Jan 28, 2012 20:09 EST

Twitter’s announcement this week that it was going to enable country-specific censorship of posts is arousing fury around the Internet. Commentators, activists, protesters and netizens have said it’s “very bad news” and claim to be “#outraged”. Bianca Jagger, for one, asked how to go about boycotting Twitter, on Twitter, according to the New York Times. (Step one might be… well, never mind.) The critics have settled on #TwitterBlackout: all day on Saturday the 28th, they promised to not tweet, as a show of protest and solidarity with those who might be censored.
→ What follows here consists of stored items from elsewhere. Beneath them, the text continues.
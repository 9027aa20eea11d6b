// Copyright 2023 Contributors to the Veraison project.
// SPDX-License-Identifier: Apache-2.0

//! Synthetic PKI and token minting shared by the unit tests

use crate::source::simulated::{issue_certificate, p256_key};
use crate::store::{Fingerprint, TrustedRootSet, CONFIDENTIAL_SPACE_ISSUER, DEBUG_DISABLED};
use crate::token::{self, Der, TokenHeader, TokenPayload};
use jsonwebtoken::Algorithm;
use openssl::ec::{EcGroup, EcKey};
use openssl::nid::Nid;
use openssl::pkey::{PKey, Private};
use openssl::rsa::Rsa;
use openssl::x509::X509;
use serde_json::{Map, Value};

pub const NOW: u64 = 1_750_000_000;
pub const DAY: u64 = 24 * 3600;
pub const AUDIENCE: &str = "https://verifier.example";
pub const NONCE: &str = "9f86d081884c7d659a2feaa0c55ad015";
pub const IMAGE_DIGEST: &str =
    "sha256:2cf24dba5fb0a30e26e83b2ac5b9e29e1b161e5c1fa7425e73043362938b9824";

/// root -> intermediate -> leaf, with the root and intermediate on P-256
pub struct TestPki {
    pub root: X509,
    pub root_key: PKey<Private>,
    pub intermediate: X509,
    pub intermediate_key: PKey<Private>,
    pub leaf: X509,
    pub leaf_key: PKey<Private>,
}

impl TestPki {
    pub fn ec() -> Self {
        Self::with_leaf(p256_key().unwrap(), (NOW - DAY, NOW + 365 * DAY))
    }

    pub fn p384() -> Self {
        Self::with_leaf(ec_key(Nid::SECP384R1), (NOW - DAY, NOW + 365 * DAY))
    }

    pub fn rsa(bits: u32) -> Self {
        let key = PKey::from_rsa(Rsa::generate(bits).unwrap()).unwrap();

        Self::with_leaf(key, (NOW - DAY, NOW + 365 * DAY))
    }

    pub fn ed25519() -> Self {
        Self::with_leaf(PKey::generate_ed25519().unwrap(), (NOW - DAY, NOW + 365 * DAY))
    }

    /// The leaf expired a minute before `NOW`
    pub fn expired_leaf() -> Self {
        Self::with_leaf(p256_key().unwrap(), (NOW - 2 * DAY, NOW - 60))
    }

    pub fn with_leaf(leaf_key: PKey<Private>, leaf_validity: (u64, u64)) -> Self {
        let ca_validity = (NOW - 30 * DAY, NOW + 10 * 365 * DAY);

        let root_key = p256_key().unwrap();
        let root = issue_certificate("Test Root CA", &root_key, None, true, 1, ca_validity).unwrap();

        let intermediate_key = p256_key().unwrap();
        let intermediate = issue_certificate(
            "Test Intermediate CA",
            &intermediate_key,
            Some((&root, &root_key)),
            true,
            2,
            ca_validity,
        )
        .unwrap();

        let leaf = issue_certificate(
            "Test Token Signer",
            &leaf_key,
            Some((&intermediate, &intermediate_key)),
            false,
            3,
            leaf_validity,
        )
        .unwrap();

        Self {
            root,
            root_key,
            intermediate,
            intermediate_key,
            leaf,
            leaf_key,
        }
    }

    pub fn root_fingerprint(&self) -> Fingerprint {
        Fingerprint::of_cert(&self.root).unwrap()
    }

    pub fn roots(&self) -> TrustedRootSet {
        TrustedRootSet::new([self.root_fingerprint()])
    }

    /// leaf first
    pub fn x5c(&self) -> Vec<Der> {
        [&self.leaf, &self.intermediate, &self.root]
            .iter()
            .map(|c| Der::from(c.to_der().unwrap()))
            .collect()
    }

    pub fn chain_pem(&self) -> Vec<u8> {
        let mut pem = self.leaf.to_pem().unwrap();
        pem.extend(self.intermediate.to_pem().unwrap());
        pem.extend(self.root.to_pem().unwrap());
        pem
    }

    /// Mint a token signed with the leaf key and carrying the full chain
    pub fn mint(&self, alg: Algorithm, payload: &TokenPayload) -> String {
        let header = TokenHeader::new(&format!("{alg:?}")).with_x5c(self.x5c());

        mint_with(&header, payload, alg, &self.leaf_key)
    }
}

pub fn ec_key(nid: Nid) -> PKey<Private> {
    let group = EcGroup::from_curve_name(nid).unwrap();

    PKey::from_ec_key(EcKey::generate(&group).unwrap()).unwrap()
}

/// Sign `payload` under an arbitrary header with `alg`, which need not be the
/// algorithm the header claims
pub fn mint_with(
    header: &TokenHeader,
    payload: &TokenPayload,
    alg: Algorithm,
    key: &PKey<Private>,
) -> String {
    let signing_input = token::encode_signing_input(header, payload).unwrap();
    let signature = token::sign(alg, key, signing_input.as_bytes()).unwrap();

    token::assemble(&signing_input, &signature)
}

/// A well-formed Confidential Space claims-set issued ten seconds before
/// `NOW`, valid for an hour
pub fn payload() -> TokenPayload {
    let mut p = TokenPayload::new(
        CONFIDENTIAL_SPACE_ISSUER,
        AUDIENCE,
        NOW - 10,
        NOW + 3600,
        NONCE,
        "GCP_AMD_SEV",
        true,
    );

    p.not_before = Some(NOW - 10);
    p.debug_status = Some(DEBUG_DISABLED.to_string());
    p.software_name = Some("CONFIDENTIAL_SPACE".to_string());
    p.software_version = vec!["240900".to_string()];

    let mut container = Map::new();
    container.insert(
        "image_reference".to_string(),
        Value::from("us-docker.pkg.dev/flare-network/ai-social:latest"),
    );
    container.insert("image_digest".to_string(), Value::from(IMAGE_DIGEST));
    container.insert("restart_policy".to_string(), Value::from("Never"));
    p.submods.insert("container".to_string(), container);

    p
}
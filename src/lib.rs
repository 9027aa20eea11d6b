// Copyright 2023 Contributors to the Veraison project.
// SPDX-License-Identifier: Apache-2.0

//! Confidential VM attestation token acquisition and verification.
//!
//! This crate obtains attestation tokens from the vTPM-backed root of trust
//! of a confidential VM (the Confidential Space launcher) and verifies them.
//! Tokens are JWS compact serialisations whose signing key is certified by a
//! chain ending at a pinned root.
//!
//! The API allows:
//! * Requesting a token bound to an audience and a nonce
//! * Decoding a token into its header and claims-set
//! * Validating the certificate chain against pinned root fingerprints
//! * Verifying the token signature with an explicit algorithm allow-list
//! * Appraising the claims against a policy, and refusing replayed nonces
//!
//! ```no_run
//! use vtpmtoken::config::Config;
//! use vtpmtoken::source::Nonce;
//! use vtpmtoken::AttestationService;
//!
//! let c = Config::load_file("/etc/vtpmtoken.json").unwrap();
//! let s = AttestationService::from_config(&c).unwrap();
//!
//! let nonce = Nonce::generate().unwrap();
//! let t = s.request_token("https://verifier.example", nonce.as_str()).unwrap();
//!
//! let r = s.verify(t.as_str(), "https://verifier.example", nonce.as_str());
//! assert!(r.is_verified());
//! ```

pub mod config;
pub mod service;
pub mod source;
pub mod store;
pub mod token;
pub mod verifier;

pub use service::AttestationService;
pub use verifier::{RejectKind, RejectReason, ValidationResult};

#[cfg(test)]
mod testutil;

/// Seconds since the epoch, as per the system clock
pub(crate) fn unix_time() -> u64 {
    std::time::SystemTime::now()
        .duration_since(std::time::UNIX_EPOCH)
        .map(|d| d.as_secs())
        .unwrap_or_default()
}
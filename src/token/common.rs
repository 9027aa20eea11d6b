// Copyright 2023 Contributors to the Veraison project.
// SPDX-License-Identifier: Apache-2.0

use super::errors::Error;
use serde_json::Value;

/// Confidential Space accepts nonces of 10 to 74 bytes; we additionally
/// require 16 bytes so that a random nonce carries at least 128 bits.
pub const MIN_NONCE_LEN: usize = 16;
pub const MAX_NONCE_LEN: usize = 74;

pub fn is_valid_nonce(value: &str) -> bool {
    (MIN_NONCE_LEN..=MAX_NONCE_LEN).contains(&value.len())
}

// NumericDate, see RFC 7519 §2
pub fn to_numeric_date(v: &Value, n: &str) -> Result<u64, Error> {
    match v {
        Value::Number(x) => x
            .as_u64()
            .ok_or_else(|| Error::Sema(format!("{n}: expecting non-negative integer"))),
        _ => Err(Error::TypeMismatch(format!("{n} MUST be integer"))),
    }
}

pub fn to_tstr(v: &Value, n: &str) -> Result<String, Error> {
    match v {
        Value::String(x) => Ok(x.clone()),
        _ => Err(Error::TypeMismatch(format!("{n} MUST be text"))),
    }
}

pub fn to_bool(v: &Value, n: &str) -> Result<bool, Error> {
    match v {
        Value::Bool(x) => Ok(*x),
        _ => Err(Error::TypeMismatch(format!("{n} MUST be bool"))),
    }
}

pub fn to_tstr_array(v: &Value, n: &str) -> Result<Vec<String>, Error> {
    let x = v
        .as_array()
        .ok_or_else(|| Error::TypeMismatch(format!("{n} MUST be array")))?;

    x.iter()
        .enumerate()
        .map(|(i, xi)| to_tstr(xi, &format!("{n}[{i}]")))
        .collect()
}

/// Describe a JSON decoding failure by position only, serde_json messages
/// may quote the offending value.
pub(crate) fn json_error(what: &str, e: &serde_json::Error) -> Error {
    Error::Syntax(format!(
        "{what}: {:?} error at line {} column {}",
        e.classify(),
        e.line(),
        e.column()
    ))
}

/// A claim that may be carried either as a single text string or as an array
/// of text strings (e.g., `eat_nonce`).  Never empty.
pub fn to_tstr_or_array(v: &Value, n: &str) -> Result<Vec<String>, Error> {
    let x = match v {
        Value::String(s) => vec![s.clone()],
        Value::Array(_) => to_tstr_array(v, n)?,
        _ => {
            return Err(Error::TypeMismatch(format!(
                "{n} MUST be text or array of text"
            )))
        }
    };

    if x.is_empty() {
        return Err(Error::Sema(format!("{n}: expecting at least one entry")));
    }

    Ok(x)
}
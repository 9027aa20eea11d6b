// Copyright 2023 Contributors to the Veraison project.
// SPDX-License-Identifier: Apache-2.0

use base64::{self, engine::general_purpose, Engine as _};
use serde::{
    de::{self, Deserialize, Visitor},
    ser::{Serialize, Serializer},
};

use super::errors::Error;

/// decodes one unpadded base64url token segment
pub fn decode_segment(v: &str, what: &str) -> Result<Vec<u8>, Error> {
    general_purpose::URL_SAFE_NO_PAD
        .decode(v)
        .map_err(|_| Error::Syntax(format!("{what}: invalid base64url")))
}

/// encodes bytes as one unpadded base64url token segment
pub fn encode_segment(v: &[u8]) -> String {
    general_purpose::URL_SAFE_NO_PAD.encode(v)
}

/// A DER certificate carried in an `x5c` header entry.  RFC 7515 §4.1.6 uses
/// standard (padded, non URL-safe) base64 for these, unlike the token
/// segments themselves.
#[derive(Clone, PartialEq, Eq)]
pub struct Der(Vec<u8>);

impl Der {
    pub fn as_slice(&self) -> &[u8] {
        self.0.as_slice()
    }

    pub fn into_inner(self) -> Vec<u8> {
        self.0
    }
}

impl std::fmt::Debug for Der {
    fn fmt(&self, f: &mut std::fmt::Formatter<'_>) -> std::fmt::Result {
        write!(f, "Der({} bytes)", self.0.len())
    }
}

impl From<&[u8]> for Der {
    fn from(v: &[u8]) -> Self {
        Self(v.to_owned())
    }
}

impl From<Vec<u8>> for Der {
    fn from(v: Vec<u8>) -> Self {
        Self(v)
    }
}

impl TryFrom<&str> for Der {
    type Error = Error;

    fn try_from(v: &str) -> Result<Self, Error> {
        general_purpose::STANDARD
            .decode(v)
            .map(Der)
            .map_err(|_| Error::Syntax("x5c: invalid base64".to_string()))
    }
}

impl Serialize for Der {
    fn serialize<S>(&self, serializer: S) -> Result<S::Ok, S::Error>
    where
        S: Serializer,
    {
        serializer.collect_str(&base64::display::Base64Display::new(
            &self.0,
            &general_purpose::STANDARD,
        ))
    }
}

impl<'de> Deserialize<'de> for Der {
    fn deserialize<D>(deserializer: D) -> Result<Self, D::Error>
    where
        D: serde::Deserializer<'de>,
    {
        deserializer.deserialize_str(DerVisitor {})
    }
}

struct DerVisitor;

impl<'de> Visitor<'de> for DerVisitor {
    type Value = Der;

    fn expecting(&self, formatter: &mut std::fmt::Formatter) -> std::fmt::Result {
        formatter.write_str("a base64 encoded DER certificate")
    }

    fn visit_str<E>(self, v: &str) -> Result<Self::Value, E>
    where
        E: de::Error,
    {
        Der::try_from(v).map_err(de::Error::custom)
    }
}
Here’s the thing: Like Twitter itself, it’s time for the Internet, and its chirping classes, to grow up. Twitter’s policy and its transparency pledge with the censorship watchdog Chilling Effects is the most thoughtful, honest and realistic policy to come out of a technology company in a long time. Even an unsympathetic reading of the new censorship policy bears that out.

To understand why, let’s unpack the policy a bit: First, Twitter has strongly implied it will not remove content under this policy. If that doesn’t sound like a crucial distinction from outright censorship, it is. Taking the new policy with existing ones, the only time Twitter says it will ever remove a tweet altogether is in response to a DMCA request. The DMCA may have its own flaws, but it is a form of censorship that lives separately from the process Twitter has outlined in this recent announcement. Where the DMCA process demands a deletion of copyright-infringing content, Twitter’s censorship policy promises no such takedown: it promises instead only to withhold censored content from the country where the content has been censored. Nothing else.

To be sure, that’s censorship of a kind, but compared to the industry censorship even Americans have long lived with — take the Motion Picture Association of America, which still censors films based on dubious standards of taste and morality — it’s positively enlightened. And it never permanently destroys or pre-empts content, the way the MPAA does.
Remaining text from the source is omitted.